__TASK TO CARRY OUT__: With no addition or omission, return the entries below.

**** AVAILABLE RECORDS

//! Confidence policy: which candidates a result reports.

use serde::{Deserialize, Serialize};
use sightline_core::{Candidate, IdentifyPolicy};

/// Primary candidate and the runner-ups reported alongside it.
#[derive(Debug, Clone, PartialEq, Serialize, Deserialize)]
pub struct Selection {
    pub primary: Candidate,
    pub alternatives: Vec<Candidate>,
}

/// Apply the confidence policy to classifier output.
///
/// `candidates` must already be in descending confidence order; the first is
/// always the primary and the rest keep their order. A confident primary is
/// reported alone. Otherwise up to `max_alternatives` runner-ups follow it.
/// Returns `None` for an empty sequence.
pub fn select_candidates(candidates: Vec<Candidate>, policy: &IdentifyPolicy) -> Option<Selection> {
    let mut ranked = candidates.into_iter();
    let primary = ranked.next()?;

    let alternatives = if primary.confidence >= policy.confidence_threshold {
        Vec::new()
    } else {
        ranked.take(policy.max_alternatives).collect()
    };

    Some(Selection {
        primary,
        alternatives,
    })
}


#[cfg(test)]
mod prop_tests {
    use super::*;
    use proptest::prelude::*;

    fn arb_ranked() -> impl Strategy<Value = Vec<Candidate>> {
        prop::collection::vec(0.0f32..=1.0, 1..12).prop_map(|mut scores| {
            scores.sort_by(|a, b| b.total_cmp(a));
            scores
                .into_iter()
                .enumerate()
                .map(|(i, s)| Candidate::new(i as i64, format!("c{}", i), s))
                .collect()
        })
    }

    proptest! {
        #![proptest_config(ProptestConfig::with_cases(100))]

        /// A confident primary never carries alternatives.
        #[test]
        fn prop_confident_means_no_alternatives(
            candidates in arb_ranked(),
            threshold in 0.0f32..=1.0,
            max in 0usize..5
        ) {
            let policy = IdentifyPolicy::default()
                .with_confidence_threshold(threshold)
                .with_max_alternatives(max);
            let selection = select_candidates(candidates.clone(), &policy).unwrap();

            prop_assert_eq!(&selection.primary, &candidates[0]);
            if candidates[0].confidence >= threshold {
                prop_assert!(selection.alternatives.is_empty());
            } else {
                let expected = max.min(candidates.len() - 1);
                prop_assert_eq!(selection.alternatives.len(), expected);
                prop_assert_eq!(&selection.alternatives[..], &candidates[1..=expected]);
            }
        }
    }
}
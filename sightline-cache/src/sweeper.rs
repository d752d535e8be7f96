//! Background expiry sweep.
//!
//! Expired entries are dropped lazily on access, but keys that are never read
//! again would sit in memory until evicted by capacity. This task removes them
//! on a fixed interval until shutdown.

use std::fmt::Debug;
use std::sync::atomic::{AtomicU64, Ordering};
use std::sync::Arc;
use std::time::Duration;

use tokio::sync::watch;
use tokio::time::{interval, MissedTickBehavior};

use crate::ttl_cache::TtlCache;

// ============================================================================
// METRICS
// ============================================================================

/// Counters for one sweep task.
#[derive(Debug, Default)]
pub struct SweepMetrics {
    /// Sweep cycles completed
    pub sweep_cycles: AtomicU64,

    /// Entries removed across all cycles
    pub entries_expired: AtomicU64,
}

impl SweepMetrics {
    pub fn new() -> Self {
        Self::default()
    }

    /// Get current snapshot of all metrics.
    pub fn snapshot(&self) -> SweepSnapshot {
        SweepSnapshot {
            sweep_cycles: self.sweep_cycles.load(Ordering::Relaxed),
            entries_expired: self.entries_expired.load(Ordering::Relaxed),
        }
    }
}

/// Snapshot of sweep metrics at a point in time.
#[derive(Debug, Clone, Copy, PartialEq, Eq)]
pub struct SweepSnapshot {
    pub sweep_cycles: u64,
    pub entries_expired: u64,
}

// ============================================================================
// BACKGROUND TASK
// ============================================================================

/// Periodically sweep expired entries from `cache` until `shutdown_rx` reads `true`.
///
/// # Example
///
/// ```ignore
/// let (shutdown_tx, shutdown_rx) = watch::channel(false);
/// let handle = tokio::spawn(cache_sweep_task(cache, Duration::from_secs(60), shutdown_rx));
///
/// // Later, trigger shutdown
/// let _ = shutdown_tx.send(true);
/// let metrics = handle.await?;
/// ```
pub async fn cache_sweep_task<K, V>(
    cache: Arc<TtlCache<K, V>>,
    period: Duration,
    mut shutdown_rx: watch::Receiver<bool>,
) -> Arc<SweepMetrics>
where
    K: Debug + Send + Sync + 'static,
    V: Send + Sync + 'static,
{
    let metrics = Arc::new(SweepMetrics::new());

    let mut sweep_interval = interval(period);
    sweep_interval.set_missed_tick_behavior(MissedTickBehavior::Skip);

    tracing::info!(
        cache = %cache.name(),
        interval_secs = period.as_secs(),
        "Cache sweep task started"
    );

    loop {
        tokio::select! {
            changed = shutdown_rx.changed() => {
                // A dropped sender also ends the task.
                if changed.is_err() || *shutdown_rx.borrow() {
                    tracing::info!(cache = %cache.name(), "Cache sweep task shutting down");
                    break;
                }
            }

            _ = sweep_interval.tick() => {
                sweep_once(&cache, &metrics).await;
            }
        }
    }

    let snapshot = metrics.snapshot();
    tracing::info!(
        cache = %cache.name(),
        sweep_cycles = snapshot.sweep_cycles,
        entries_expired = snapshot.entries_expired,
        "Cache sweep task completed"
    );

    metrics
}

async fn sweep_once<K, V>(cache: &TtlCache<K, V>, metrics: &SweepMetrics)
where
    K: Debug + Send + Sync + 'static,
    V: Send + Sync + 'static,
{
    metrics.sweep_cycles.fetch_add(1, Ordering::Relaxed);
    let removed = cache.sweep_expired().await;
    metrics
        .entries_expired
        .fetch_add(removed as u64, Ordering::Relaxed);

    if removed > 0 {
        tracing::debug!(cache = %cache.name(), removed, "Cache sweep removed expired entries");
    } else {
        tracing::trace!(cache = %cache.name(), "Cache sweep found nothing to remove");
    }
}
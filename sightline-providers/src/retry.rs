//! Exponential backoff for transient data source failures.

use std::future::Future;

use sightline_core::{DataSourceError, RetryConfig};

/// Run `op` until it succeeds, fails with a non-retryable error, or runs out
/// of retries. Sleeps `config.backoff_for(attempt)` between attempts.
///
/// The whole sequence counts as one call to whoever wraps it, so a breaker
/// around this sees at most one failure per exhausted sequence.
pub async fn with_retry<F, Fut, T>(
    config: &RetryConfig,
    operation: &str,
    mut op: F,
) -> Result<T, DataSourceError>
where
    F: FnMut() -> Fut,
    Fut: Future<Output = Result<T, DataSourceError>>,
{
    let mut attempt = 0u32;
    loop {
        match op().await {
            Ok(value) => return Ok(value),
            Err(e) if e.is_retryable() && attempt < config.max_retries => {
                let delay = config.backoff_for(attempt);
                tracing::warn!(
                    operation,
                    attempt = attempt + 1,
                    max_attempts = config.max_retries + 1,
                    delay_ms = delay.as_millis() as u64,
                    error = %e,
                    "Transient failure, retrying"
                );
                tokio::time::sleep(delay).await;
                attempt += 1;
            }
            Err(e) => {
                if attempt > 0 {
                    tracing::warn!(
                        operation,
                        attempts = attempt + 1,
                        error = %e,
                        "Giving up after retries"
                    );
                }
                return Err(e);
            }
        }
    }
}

********

__EXERCISE ANSWER__:
//! Confidence policy: which candidates a result reports.

use serde::{Deserialize, Serialize};
use sightline_core::{Candidate, IdentifyPolicy};

/// Primary candidate and the runner-ups reported alongside it.
#[derive(Debug, Clone, PartialEq, Serialize, Deserialize)]
pub struct Selection {
    pub primary: Candidate,
    pub alternatives: Vec<Candidate>,
}

/// Apply the confidence policy to classifier output.
///
/// `candidates` must already be in descending confidence order; the first is
/// always the primary and the rest keep their order. A confident primary is
/// reported alone. Otherwise up to `max_alternatives` runner-ups follow it.
/// Returns `None` for an empty sequence.
pub fn select_candidates(candidates: Vec<Candidate>, policy: &IdentifyPolicy) -> Option<Selection> {
    let mut ranked = candidates.into_iter();
    let primary = ranked.next()?;

    let alternatives = if primary.confidence >= policy.confidence_threshold {
        Vec::new()
    } else {
        ranked.take(policy.max_alternatives).collect()
    };

    Some(Selection {
        primary,
        alternatives,
    })
}


#[cfg(test)]
mod prop_tests {
    use super::*;
    use proptest::prelude::*;

    fn arb_ranked() -> impl Strategy<Value = Vec<Candidate>> {
        prop::collection::vec(0.0f32..=1.0, 1..12).prop_map(|mut scores| {
            scores.sort_by(|a, b| b.total_cmp(a));
            scores
                .into_iter()
                .enumerate()
                .map(|(i, s)| Candidate::new(i as i64, format!("c{}", i), s))
                .collect()
        })
    }

    proptest! {
        #![proptest_config(ProptestConfig::with_cases(100))]

        /// A confident primary never carries alternatives.
        #[test]
        fn prop_confident_means_no_alternatives(
            candidates in arb_ranked(),
            threshold in 0.0f32..=1.0,
            max in 0usize..5
        ) {
            let policy = IdentifyPolicy::default()
                .with_confidence_threshold(threshold)
                .with_max_alternatives(max);
            let selection = select_candidates(candidates.clone(), &policy).unwrap();

            prop_assert_eq!(&selection.primary, &candidates[0]);
            if candidates[0].confidence >= threshold {
                prop_assert!(selection.alternatives.is_empty());
            } else {
                let expected = max.min(candidates.len() - 1);
                prop_assert_eq!(selection.alternatives.len(), expected);
                prop_assert_eq!(&selection.alternatives[..], &candidates[1..=expected]);
            }
        }
    }
}
filename sightline-cache/src/sweeper.rs
repository d752d535e8be7f96
//! Background expiry sweep.
//!
//! Expired entries are dropped lazily on access, but keys that are never read
//! again would sit in memory until evicted by capacity. This task removes them
//! on a fixed interval until shutdown.

use std::fmt::Debug;
use std::sync::atomic::{AtomicU64, Ordering};
use std::sync::Arc;
use std::time::Duration;

use tokio::sync::watch;
use tokio::time::{interval, MissedTickBehavior};

use crate::ttl_cache::TtlCache;

// ============================================================================
// METRICS
// ============================================================================

/// Counters for one sweep task.
#[derive(Debug, Default)]
pub struct SweepMetrics {
    /// Sweep cycles completed
    pub sweep_cycles: AtomicU64,

    /// Entries removed across all cycles
    pub entries_expired: AtomicU64,
}

impl SweepMetrics {
    pub fn new() -> Self {
        Self::default()
    }

    /// Get current snapshot of all metrics.
    pub fn snapshot(&self) -> SweepSnapshot {
        SweepSnapshot {
            sweep_cycles: self.sweep_cycles.load(Ordering::Relaxed),
            entries_expired: self.entries_expired.load(Ordering::Relaxed),
        }
    }
}

/// Snapshot of sweep metrics at a point in time.
#[derive(Debug, Clone, Copy, PartialEq, Eq)]
pub struct SweepSnapshot {
    pub sweep_cycles: u64,
    pub entries_expired: u64,
}

// ============================================================================
// BACKGROUND TASK
// ============================================================================

/// Periodically sweep expired entries from `cache` until `shutdown_rx` reads `true`.
///
/// # Example
///
/// ```ignore
/// let (shutdown_tx, shutdown_rx) = watch::channel(false);
/// let handle = tokio::spawn(cache_sweep_task(cache, Duration::from_secs(60), shutdown_rx));
///
/// // Later, trigger shutdown
/// let _ = shutdown_tx.send(true);
/// let metrics = handle.await?;
/// ```
pub async fn cache_sweep_task<K, V>(
    cache: Arc<TtlCache<K, V>>,
    period: Duration,
    mut shutdown_rx: watch::Receiver<bool>,
) -> Arc<SweepMetrics>
where
    K: Debug + Send + Sync + 'static,
    V: Send + Sync + 'static,
{
    let metrics = Arc::new(SweepMetrics::new());

    let mut sweep_interval = interval(period);
    sweep_interval.set_missed_tick_behavior(MissedTickBehavior::Skip);

    tracing::info!(
        cache = %cache.name(),
        interval_secs = period.as_secs(),
        "Cache sweep task started"
    );

    loop {
        tokio::select! {
            changed = shutdown_rx.changed() => {
                // A dropped sender also ends the task.
                if changed.is_err() || *shutdown_rx.borrow() {
                    tracing::info!(cache = %cache.name(), "Cache sweep task shutting down");
                    break;
                }
            }

            _ = sweep_interval.tick() => {
                sweep_once(&cache, &metrics).await;
            }
        }
    }

    let snapshot = metrics.snapshot();
    tracing::info!(
        cache = %cache.name(),
        sweep_cycles = snapshot.sweep_cycles,
        entries_expired = snapshot.entries_expired,
        "Cache sweep task completed"
    );

    metrics
}

async fn sweep_once<K, V>(cache: &TtlCache<K, V>, metrics: &SweepMetrics)
where
    K: Debug + Send + Sync + 'static,
    V: Send + Sync + 'static,
{
    metrics.sweep_cycles.fetch_add(1, Ordering::Relaxed);
    let removed = cache.sweep_expired().await;
    metrics
        .entries_expired
        .fetch_add(removed as u64, Ordering::Relaxed);

    if removed > 0 {
        tracing::debug!(cache = %cache.name(), removed, "Cache sweep removed expired entries");
    } else {
        tracing::trace!(cache = %cache.name(), "Cache sweep found nothing to remove");
    }
}
filename sightline-providers/src/retry.rs
//! Exponential backoff for transient data source failures.

use std::future::Future;

use sightline_core::{DataSourceError, RetryConfig};

/// Run `op` until it succeeds, fails with a non-retryable error, or runs out
/// of retries. Sleeps `config.backoff_for(attempt)` between attempts.
///
/// The whole sequence counts as one call to whoever wraps it, so a breaker
/// around this sees at most one failure per exhausted sequence.
pub async fn with_retry<F, Fut, T>(
    config: &RetryConfig,
    operation: &str,
    mut op: F,
) -> Result<T, DataSourceError>
where
    F: FnMut() -> Fut,
    Fut: Future<Output = Result<T, DataSourceError>>,
{
    let mut attempt = 0u32;
    loop {
        match op().await {
            Ok(value) => return Ok(value),
            Err(e) if e.is_retryable() && attempt < config.max_retries => {
                let delay = config.backoff_for(attempt);
                tracing::warn!(
                    operation,
                    attempt = attempt + 1,
                    max_attempts = config.max_retries + 1,
                    delay_ms = delay.as_millis() as u64,
                    error = %e,
                    "Transient failure, retrying"
                );
                tokio::time::sleep(delay).await;
                attempt += 1;
            }
            Err(e) => {
                if attempt > 0 {
                    tracing::warn!(
                        operation,
                        attempts = attempt + 1,
                        error = %e,
                        "Giving up after retries"
                    );
                }
                return Err(e);
            }
        }
    }
}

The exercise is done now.